Most advisors building a DC practice spend their energy on the obvious levers: plan design, investment menu, fee benchmarking. All necessary. Caregiver support is just as real, and rarely shows up on a plan review.
The Americans with Disabilities Act, whose anniversary falls this month, rebuilt the physical workplace around access. The financial side of disability never got the same attention.
Voya IM’s most recent Survey of the Retirement Landscape: Participant Perspectives found that 15% of participants identified as caregivers, and another 5% reported a disability or special needs of their own. Two-thirds said they were very or somewhat interested in comprehensive planning resources aimed at special needs caregivers.
DC plan sponsors have consistently underestimated how much caregiving their participants are doing, even as they name caregiver financial needs a priority for the next two years. So the demand goes unmet.
As of 04/01/25. Source: Voya IM.
A workforce issue dressed up as a benefits question
Caregiving follows people to work. The participant managing a parent’s care, or planning around a child who will need lifelong support, carries that weight into every retirement decision. It shapes how much they save, when they think they can stop working, and what they expect to do with their assets once they get there.
About a third of participants told Voya they weren’t sure what they’d do with their retirement assets after retiring, and that uncertainty runs deepest among the people managing complications the standard planning conversation ignores. The math is worse for them, and they know it. In a separate Voya survey, 49% of caregivers said their responsibilities have had a severe or major impact on their ability to prepare for retirement. A caregiver isn’t weighing whether to pick the 2045 target date fund; they’re asking whether they can retire at all without leaving someone they love exposed.
Standard financial wellness content doesn’t answer that. Government benefit eligibility, special needs trusts, the mechanics of who gets named on a form— most participants have no idea where to start. Our survey says they want help, but few are being offered any.
The mistake an advisor can catch that a participant never sees
A parent enrolls in benefits at a new job and names their child with a disability as beneficiary. It’s a reasonable instinct—and a costly one. Because SSI and Medicaid are means-tested, an inheritance of as little as $2,000 can disqualify that child from the benefits they rely on.

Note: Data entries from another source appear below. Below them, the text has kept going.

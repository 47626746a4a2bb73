//! Thumbnail classification

use std::fs;
use std::path::{Path, PathBuf};
use url::Url;

/// Outcome of checking a thumbnail against its source
#[derive(Debug, Clone, Copy, PartialEq, Eq, Hash)]
pub enum Status {
	/// Source file still exists
	Valid,
	/// Source file is gone, thumbnail can be deleted
	Orphan,
	/// No usable metadata
	Invalid,
	/// Source is not a local file and cannot be verified
	External,
}

/// Source reference recovered from a thumbnail URI
#[derive(Debug, Clone, PartialEq, Eq)]
pub enum SourceUri {
	/// `file://` URI or a bare path
	Local(PathBuf),
	/// Any other scheme
	Remote(String),
	/// Has the look of a URI but could not be parsed
	Unparseable,
}

impl SourceUri {
	pub fn parse(uri: &str) -> Self {
		match Url::parse(uri) {
			Ok(url) if url.scheme() == "file" => match decode_path(url.path()) {
				Some(path) => Self::Local(path),
				None => Self::Unparseable,
			},
			Ok(url) => Self::Remote(url.scheme().to_string()),
			// bare paths are not URIs, they are taken verbatim
			Err(url::ParseError::RelativeUrlWithoutBase) => Self::Local(PathBuf::from(uri)),
			Err(_) => Self::Unparseable,
		}
	}
}

/// Percent-decode a `file://` path to raw bytes, file names need not be UTF-8
#[cfg(unix)]
fn decode_path(raw: &str) -> Option<PathBuf> {
	use std::ffi::OsString;
	use std::os::unix::ffi::OsStringExt;

	let bytes = urlencoding::decode_binary(raw.as_bytes()).into_owned();
	Some(PathBuf::from(OsString::from_vec(bytes)))
}

#[cfg(not(unix))]
fn decode_path(raw: &str) -> Option<PathBuf> {
	let bytes = urlencoding::decode_binary(raw.as_bytes()).into_owned();
	String::from_utf8(bytes).ok().map(PathBuf::from)
}

/// Existence check that does not follow symlinks, a dangling link still exists
pub fn path_exists(path: &Path) -> bool {
	fs::symlink_metadata(path).is_ok()
}

impl Status {
	/// Classify a thumbnail from its extracted URI
	pub fn classify(uri: Option<&str>) -> Self {
		Self::classify_with(uri, path_exists)
	}

	pub fn classify_with(uri: Option<&str>, exists: impl Fn(&Path) -> bool) -> Self {
		let Some(uri) = uri.filter(|u| !u.is_empty()) else {
			return Status::Invalid;
		};

		match SourceUri::parse(uri) {
			SourceUri::Local(path) if path.as_os_str().is_empty() => Status::Invalid,
			SourceUri::Local(path) if !exists(&path) => Status::Orphan,
			SourceUri::Local(_) => Status::Valid,
			SourceUri::Remote(_) | SourceUri::Unparseable => Status::External,
		}
	}

	pub fn is_deletable(self) -> bool {
		self == Status::Orphan
	}
}

impl std::fmt::Display for Status {
	fn fmt(&self, f: &mut std::fmt::Formatter<'_>) -> std::fmt::Result {
		let name = match self {
			Status::Valid => "valid",
			Status::Orphan => "orphan",
			Status::Invalid => "invalid",
			Status::External => "external",
		};
		write!(f, "{}", name)
	}
}
//! Clean command - remove orphaned thumbnails

use anyhow::Result;
use std::io::{self, Write};

use crate::session::ScanSession;
use crate::ui;

pub fn run(auto_confirm: bool) -> Result<()> {
    let mut session = ScanSession::with_default_root();
    let progress = super::scan::scan_with_progress(&mut session)?;

    if progress.orphan_count == 0 {
        ui::success("No orphaned thumbnails found");
        return Ok(());
    }

    ui::warn(&format!(
        "Found {} orphaned thumbnails ({})",
        progress.orphan_count,
        ui::human_size(progress.orphan_bytes)
    ));

    if !auto_confirm {
        print!("\nDelete these thumbnails? [y/N]: ");
        io::stdout().flush()?;

        let mut input = String::new();
        io::stdin().read_line(&mut input)?;

        if !input.trim().eq_ignore_ascii_case("y") {
            ui::info("Cancelled");
            return Ok(());
        }
    }

    let deletion = session.delete_all();

    ui::success(&format!(
        "{} outdated thumbnails, {} removed",
        deletion.deleted,
        ui::human_size(deletion.bytes_freed)
    ));
    if deletion.failed > 0 {
        ui::warn(&format!("{} could not be deleted", deletion.failed));
    }

    Ok(())
}
//! Unified logging system

use chrono::Local;
use colored::*;
use std::io::{self, Write};
use std::sync::atomic::{AtomicBool, Ordering};

use crate::core::ProgressInfo;

static VERBOSE: AtomicBool = AtomicBool::new(false);
static TO_STDERR: AtomicBool = AtomicBool::new(false);

pub struct Log;

impl Log {
	pub fn set_verbose(enabled: bool) {
		VERBOSE.store(enabled, Ordering::Relaxed);
	}

	pub fn is_verbose() -> bool {
		VERBOSE.load(Ordering::Relaxed)
	}

	/// Keep stdout for machine-readable output, log lines go to stderr
	pub fn set_stderr(enabled: bool) {
		TO_STDERR.store(enabled, Ordering::Relaxed);
	}

	pub fn is_stderr() -> bool {
		TO_STDERR.load(Ordering::Relaxed)
	}
}

fn emit(icon: ColoredString, msg: ColoredString) {
	if Log::is_stderr() {
		eprintln!("[{}] {} {}", timestamp(), icon, msg);
	} else {
		println!("[{}] {} {}", timestamp(), icon, msg);
	}
}

fn timestamp() -> ColoredString {
	Local::now().format("%H:%M:%S").to_string().dimmed()
}

pub fn info(msg: &str) {
	emit("ℹ".bright_blue().bold(), msg.bright_white());
}

pub fn success(msg: &str) {
	emit("✓".bright_green().bold(), msg.bright_white());
}

pub fn warn(msg: &str) {
	emit("⚠".bright_yellow().bold(), msg.bright_white());
}

pub fn error(msg: &str) {
	eprintln!("[{}] {} {}", timestamp(), "✗".bright_red().bold(), msg.bright_white());
}

pub fn debug(msg: &str) {
	if Log::is_verbose() {
		emit("⚙".bright_black().bold(), msg.dimmed());
	}
}

pub fn header(text: &str) {
	println!("\n{}", format!("─── {} ───", text).bright_blue().bold());
}

/// Rewrite the current terminal line with scan progress
pub fn progress(info: &ProgressInfo) {
	let message = match info.fraction() {
		None => "walking...".to_string(),
		Some(fraction) => format!(
			"{:.1}% ({}/{})",
			fraction * 100.0,
			info.current_file,
			info.total_files
		),
	};
	print!("\r {} {}", "scanning...".bright_blue(), message);
	let _ = io::stdout().flush();
}

/// Byte count as "X.Y GB/MB/KB", plain bytes below one KB
pub fn human_size(size: u64) -> String {
	const UNITS: [(u64, &str); 3] = [(1024 * 1024 * 1024, "GB"), (1024 * 1024, "MB"), (1024, "KB")];

	for (unit, name) in UNITS {
		if size > unit {
			return format!("{:.1} {}", size as f64 / unit as f64, name);
		}
	}
	format!("{} B", size)
}

/// Clickable file path (OSC 8 terminal hyperlink)
pub fn path_link(path: &std::path::Path) -> String {
	let uri = if cfg!(windows) {
		let path_str = path.to_string_lossy();
		let cleaned = path_str.strip_prefix(r"\\?\").unwrap_or(&path_str);
		format!("file:///{}", cleaned.replace('\\', "/"))
	} else {
		format!("file://{}", path.display())
	};

	format!("\x1b]8;;{}\x1b\\{}\x1b]8;;\x1b\\", uri, path.display())
}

The fix could be a special needs trust named as beneficiary instead, so the assets pass without touching eligibility. A participant clicking through a beneficiary form online will almost never catch this. A well-prepared advisor will.
Multiply that across a plan and the case for a DC specialist stops being abstract. Participants working with an advisor were 25% more likely to feel prepared for retirement than those without. Extend that guidance into caregiving. Most DC specialists are underestimating this demand, the same as sponsors. Be the one who doesn’t, and you’re solving a problem the competition hasn’t noticed.
Voya Cares® has your back
The finals presentation changes when you walk in with client-ready material instead of good intentions. Voya Cares® supplies it: a planning checklist that runs from guardianship to beneficiary review to trust decisions, a government benefits roadmap covering SSI, SSDI, Medicaid, and Medicare, and case studies on the income gap, beneficiary designations, and special needs trusts you can hand a prospect to open the conversation.
For the plan sponsor, this is retention: support in the areas employees actually care about gives them a reason to stay. For the DC specialist, it’s a way into a plan that has nothing to do with shaving another basis point off the fee.
Two DC specialists walk into the same finals. One brings a fund lineup and competes on price. The other does the same but also brings a caregiver strategy and the materials to back it. Which one do you think the sponsor remembers?